───── Provided data ─────

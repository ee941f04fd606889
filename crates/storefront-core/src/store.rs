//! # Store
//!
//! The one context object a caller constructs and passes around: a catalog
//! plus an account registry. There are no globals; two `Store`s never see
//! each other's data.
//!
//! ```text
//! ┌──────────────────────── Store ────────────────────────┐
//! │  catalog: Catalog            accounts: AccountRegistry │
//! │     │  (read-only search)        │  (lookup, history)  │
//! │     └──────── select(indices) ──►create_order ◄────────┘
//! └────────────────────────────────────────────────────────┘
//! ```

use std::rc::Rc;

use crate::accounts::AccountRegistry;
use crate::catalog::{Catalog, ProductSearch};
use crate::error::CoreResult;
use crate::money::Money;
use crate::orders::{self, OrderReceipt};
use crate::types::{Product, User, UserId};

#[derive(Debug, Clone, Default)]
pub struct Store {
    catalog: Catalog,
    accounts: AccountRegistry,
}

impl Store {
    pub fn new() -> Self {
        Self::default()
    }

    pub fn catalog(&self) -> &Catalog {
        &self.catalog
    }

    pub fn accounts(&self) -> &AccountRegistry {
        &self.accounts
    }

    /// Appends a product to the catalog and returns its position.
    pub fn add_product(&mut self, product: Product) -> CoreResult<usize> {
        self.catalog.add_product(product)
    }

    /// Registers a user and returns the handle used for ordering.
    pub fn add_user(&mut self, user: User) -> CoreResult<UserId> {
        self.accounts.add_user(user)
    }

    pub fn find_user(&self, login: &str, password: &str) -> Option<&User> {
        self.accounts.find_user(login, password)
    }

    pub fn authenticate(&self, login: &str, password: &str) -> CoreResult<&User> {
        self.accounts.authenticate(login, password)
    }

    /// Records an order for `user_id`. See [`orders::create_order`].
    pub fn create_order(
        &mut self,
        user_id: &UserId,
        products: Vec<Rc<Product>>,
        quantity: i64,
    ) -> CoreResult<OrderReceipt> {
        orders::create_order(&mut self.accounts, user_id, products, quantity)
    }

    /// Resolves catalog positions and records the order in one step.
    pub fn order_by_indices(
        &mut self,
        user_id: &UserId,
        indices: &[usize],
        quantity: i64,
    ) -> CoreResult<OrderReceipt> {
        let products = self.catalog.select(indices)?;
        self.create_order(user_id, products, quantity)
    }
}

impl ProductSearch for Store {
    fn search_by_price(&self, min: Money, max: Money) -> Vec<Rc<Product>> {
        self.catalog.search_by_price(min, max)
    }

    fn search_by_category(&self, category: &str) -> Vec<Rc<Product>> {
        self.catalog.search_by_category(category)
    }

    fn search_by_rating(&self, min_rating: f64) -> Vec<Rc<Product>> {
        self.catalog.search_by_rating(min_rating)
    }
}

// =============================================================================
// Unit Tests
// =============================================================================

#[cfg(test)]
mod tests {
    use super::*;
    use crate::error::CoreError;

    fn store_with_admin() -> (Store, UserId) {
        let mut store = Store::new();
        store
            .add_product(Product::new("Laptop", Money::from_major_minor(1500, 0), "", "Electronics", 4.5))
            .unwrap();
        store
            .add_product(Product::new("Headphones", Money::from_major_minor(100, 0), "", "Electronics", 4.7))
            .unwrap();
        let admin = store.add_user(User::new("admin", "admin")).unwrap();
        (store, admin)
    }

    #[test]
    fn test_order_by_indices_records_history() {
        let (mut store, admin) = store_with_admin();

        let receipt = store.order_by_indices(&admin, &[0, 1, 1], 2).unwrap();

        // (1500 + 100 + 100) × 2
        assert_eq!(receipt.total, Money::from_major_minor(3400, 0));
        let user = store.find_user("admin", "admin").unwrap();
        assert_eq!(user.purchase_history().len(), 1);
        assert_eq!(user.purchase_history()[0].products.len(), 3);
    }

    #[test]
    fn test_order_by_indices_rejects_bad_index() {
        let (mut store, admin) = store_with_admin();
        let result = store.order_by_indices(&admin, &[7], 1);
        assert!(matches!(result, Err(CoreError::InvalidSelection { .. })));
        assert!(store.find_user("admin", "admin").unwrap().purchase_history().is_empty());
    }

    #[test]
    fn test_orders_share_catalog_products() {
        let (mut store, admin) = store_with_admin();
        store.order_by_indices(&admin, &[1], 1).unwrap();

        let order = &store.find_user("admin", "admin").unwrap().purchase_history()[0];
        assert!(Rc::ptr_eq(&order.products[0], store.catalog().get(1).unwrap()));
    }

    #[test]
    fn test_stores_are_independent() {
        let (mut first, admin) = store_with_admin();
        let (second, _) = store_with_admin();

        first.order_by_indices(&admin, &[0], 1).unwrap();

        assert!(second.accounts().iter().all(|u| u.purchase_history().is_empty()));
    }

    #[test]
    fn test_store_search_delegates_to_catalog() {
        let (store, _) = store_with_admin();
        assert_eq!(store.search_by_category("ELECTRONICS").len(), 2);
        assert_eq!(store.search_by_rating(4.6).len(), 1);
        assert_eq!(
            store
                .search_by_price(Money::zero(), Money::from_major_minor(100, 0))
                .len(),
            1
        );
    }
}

─────

» **Activity**: Pull out every line of the records above that contains the word "unwrap".

» **Task answer**:
            .unwrap();
            .unwrap();
        let admin = store.add_user(User::new("admin", "admin")).unwrap();
        let receipt = store.order_by_indices(&admin, &[0, 1, 1], 2).unwrap();
        let user = store.find_user("admin", "admin").unwrap();
        assert!(store.find_user("admin", "admin").unwrap().purchase_history().is_empty());
        store.order_by_indices(&admin, &[1], 1).unwrap();
        let order = &store.find_user("admin", "admin").unwrap().purchase_history()[0];
        assert!(Rc::ptr_eq(&order.products[0], store.catalog().get(1).unwrap()));
        first.order_by_indices(&admin, &[0], 1).unwrap();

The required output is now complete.